EXERCISE REQUIREMENTS: Keep only those lines of the records that include the string "Coords".

MATERIAL TO PROCESS:
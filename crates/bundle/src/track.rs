use crate::{BundleRelay, RoundError, StatusFeed};
use tracing::{debug, info, instrument};
use volley_types::{Resolution, SlotStatus};

/// Awaits the outcome of each submitted slot, in slot order.
///
/// Slots are awaited one at a time. Once a slot includes the bundle, every
/// later submitted slot is marked skipped without being awaited. Each
/// transition is published to the [`StatusFeed`].
#[derive(Debug)]
pub struct InclusionTracker<'a, R> {
    relay: &'a R,
    feed: &'a StatusFeed,
}

impl<'a, R> InclusionTracker<'a, R> {
    /// Create a tracker over the slots currently in `feed`.
    pub const fn new(relay: &'a R, feed: &'a StatusFeed) -> Self {
        Self { relay, feed }
    }
}

impl<R> InclusionTracker<'_, R>
where
    R: BundleRelay + Sync,
{
    /// Resolve every submitted slot.
    ///
    /// Returns the slot that included the bundle, if any. A relay failure
    /// stops tracking; slots not yet resolved keep their status.
    #[instrument(skip_all)]
    pub async fn track(&self) -> Result<Option<u64>, RoundError> {
        let slots = self.feed.snapshot().slots;
        let mut included = None;

        for (index, status) in slots.iter().enumerate() {
            let SlotStatus::Submitted(record) = status else { continue };

            if included.is_some() {
                if let Some(skipped) = status.skip() {
                    self.feed.set_slot(index, skipped);
                }
                continue;
            }

            let resolution = self.relay.await_result(record).await.map_err(|error| {
                RoundError::ResultAwait { slot: record.target_slot, source: Box::new(error) }
            })?;
            debug!(slot = record.target_slot, ?resolution, "slot resolved");

            if let Some(resolved) = status.resolve(resolution) {
                self.feed.set_slot(index, resolved);
            }
            if resolution == Resolution::Included {
                info!(slot = record.target_slot, "bundle included");
                included = Some(record.target_slot);
            }
        }

        Ok(included)
    }
}
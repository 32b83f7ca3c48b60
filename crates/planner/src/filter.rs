use crate::{PlanError, WorldOracle};
use alloy::primitives::Address;
use tracing::{debug, instrument};
use volley_types::{Candidate, Entity, FilterParams};

/// Keep the entities worth capturing and sort them by distance from
/// `source`.
///
/// An entity passes if it is not owned by `identity`, its tier lies in the
/// accepted range, and its type matches exactly. The sort is stable, so
/// entities at equal distance keep the order they came in.
pub fn filter_candidates<I>(
    source: &Entity,
    identity: Address,
    params: &FilterParams,
    entities: I,
) -> Vec<Candidate>
where
    I: IntoIterator<Item = Entity>,
{
    let mut candidates: Vec<_> = entities
        .into_iter()
        .filter(|entity| !entity.is_owned_by(identity))
        .filter(|entity| params.accepts_tier(entity.tier))
        .filter(|entity| entity.kind == params.kind)
        .map(|entity| Candidate::new(source, entity))
        .collect();

    candidates.sort_by(|a, b| a.distance.total_cmp(&b.distance));
    candidates
}

/// Query the oracle for entities in range of `source` and filter them.
#[instrument(skip_all, fields(source = %source.id, radius = params.max_distance_percent))]
pub async fn find_candidates<O>(
    oracle: &O,
    source: &Entity,
    identity: Address,
    params: &FilterParams,
) -> Result<Vec<Candidate>, PlanError>
where
    O: WorldOracle,
{
    let entities = oracle
        .query_candidates(source.id, params.max_distance_percent)
        .await
        .map_err(PlanError::oracle)?;
    let queried = entities.len();

    let candidates = filter_candidates(source, identity, params, entities);
    debug!(queried, eligible = candidates.len(), "filtered capture candidates");
    Ok(candidates)
}

#[cfg(test)]
mod tests {
    use super::*;
    use alloy::primitives::B256;
    use volley_types::{Coords, EntityKind};

    const ME: Address = Address::repeat_byte(0xaa);
    const THEM: Address = Address::repeat_byte(0xbb);

    fn entity(id: u8, x: i64, tier: u8, kind: EntityKind, owner: Address) -> Entity {
        Entity {
            id: B256::with_last_byte(id),
            coords: Coords::new(x, 0),
            resource: 100,
            resource_cap: 1000,
            defense: 50,
            tier,
            kind,
            owner,
        }
    }

    #[test]
    fn filters_owner_tier_and_kind() {
        let source = entity(0, 0, 3, EntityKind::Planet, ME);
        let params = FilterParams::new().with_tiers(1, 3).with_kind(EntityKind::Planet);

        let entities = vec![
            entity(1, 10, 2, EntityKind::Planet, ME),
            entity(2, 20, 0, EntityKind::Planet, THEM),
            entity(3, 30, 4, EntityKind::Planet, THEM),
            entity(4, 40, 2, EntityKind::Quasar, THEM),
            entity(5, 50, 3, EntityKind::Planet, THEM),
            entity(6, 5, 1, EntityKind::Planet, Address::ZERO),
        ];

        let candidates = filter_candidates(&source, ME, &params, entities);
        let ids: Vec<_> = candidates.iter().map(|c| c.id()).collect();
        assert_eq!(ids, vec![B256::with_last_byte(6), B256::with_last_byte(5)]);
        assert_eq!(candidates[0].distance, 5.0);
        assert_eq!(candidates[1].distance, 50.0);
    }

    #[test]
    fn equal_distances_keep_oracle_order() {
        let source = entity(0, 0, 3, EntityKind::Planet, ME);
        let params = FilterParams::new();

        let left = entity(1, -10, 1, EntityKind::Planet, THEM);
        let right = entity(2, 10, 1, EntityKind::Planet, THEM);
        let near = entity(3, 1, 1, EntityKind::Planet, THEM);

        let candidates = filter_candidates(&source, ME, &params, vec![left, right, near]);
        let ids: Vec<_> = candidates.iter().map(|c| c.id()).collect();
        assert_eq!(
            ids,
            vec![B256::with_last_byte(3), B256::with_last_byte(1), B256::with_last_byte(2)]
        );
    }

    #[test]
    fn empty_input_is_empty_output() {
        let source = entity(0, 0, 3, EntityKind::Planet, ME);
        assert!(filter_candidates(&source, ME, &FilterParams::new(), vec![]).is_empty());
    }
}
pub mod oracle;
pub mod prover;
pub mod provider;
pub mod relay;
pub mod rounds;
pub mod users;

pub use volley_constants::test_utils as test_constants;

/// Error returned by every mock in this crate.
#[derive(Debug, Clone, PartialEq, Eq, thiserror::Error)]
#[error("mock failure: {0}")]
pub struct MockError(pub String);

impl MockError {
    /// Create a new mock error.
    pub fn new(message: impl Into<String>) -> Self {
        Self(message.into())
    }
}

/// Install a tracing subscriber honoring `RUST_LOG`. Safe to call repeatedly.
pub fn init_tracing() {
    let _ = tracing_subscriber::fmt()
        .with_env_filter(tracing_subscriber::EnvFilter::from_default_env())
        .with_test_writer()
        .try_init();
}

RESPONSE:
    use volley_types::{Coords, EntityKind};
            coords: Coords::new(x, 0),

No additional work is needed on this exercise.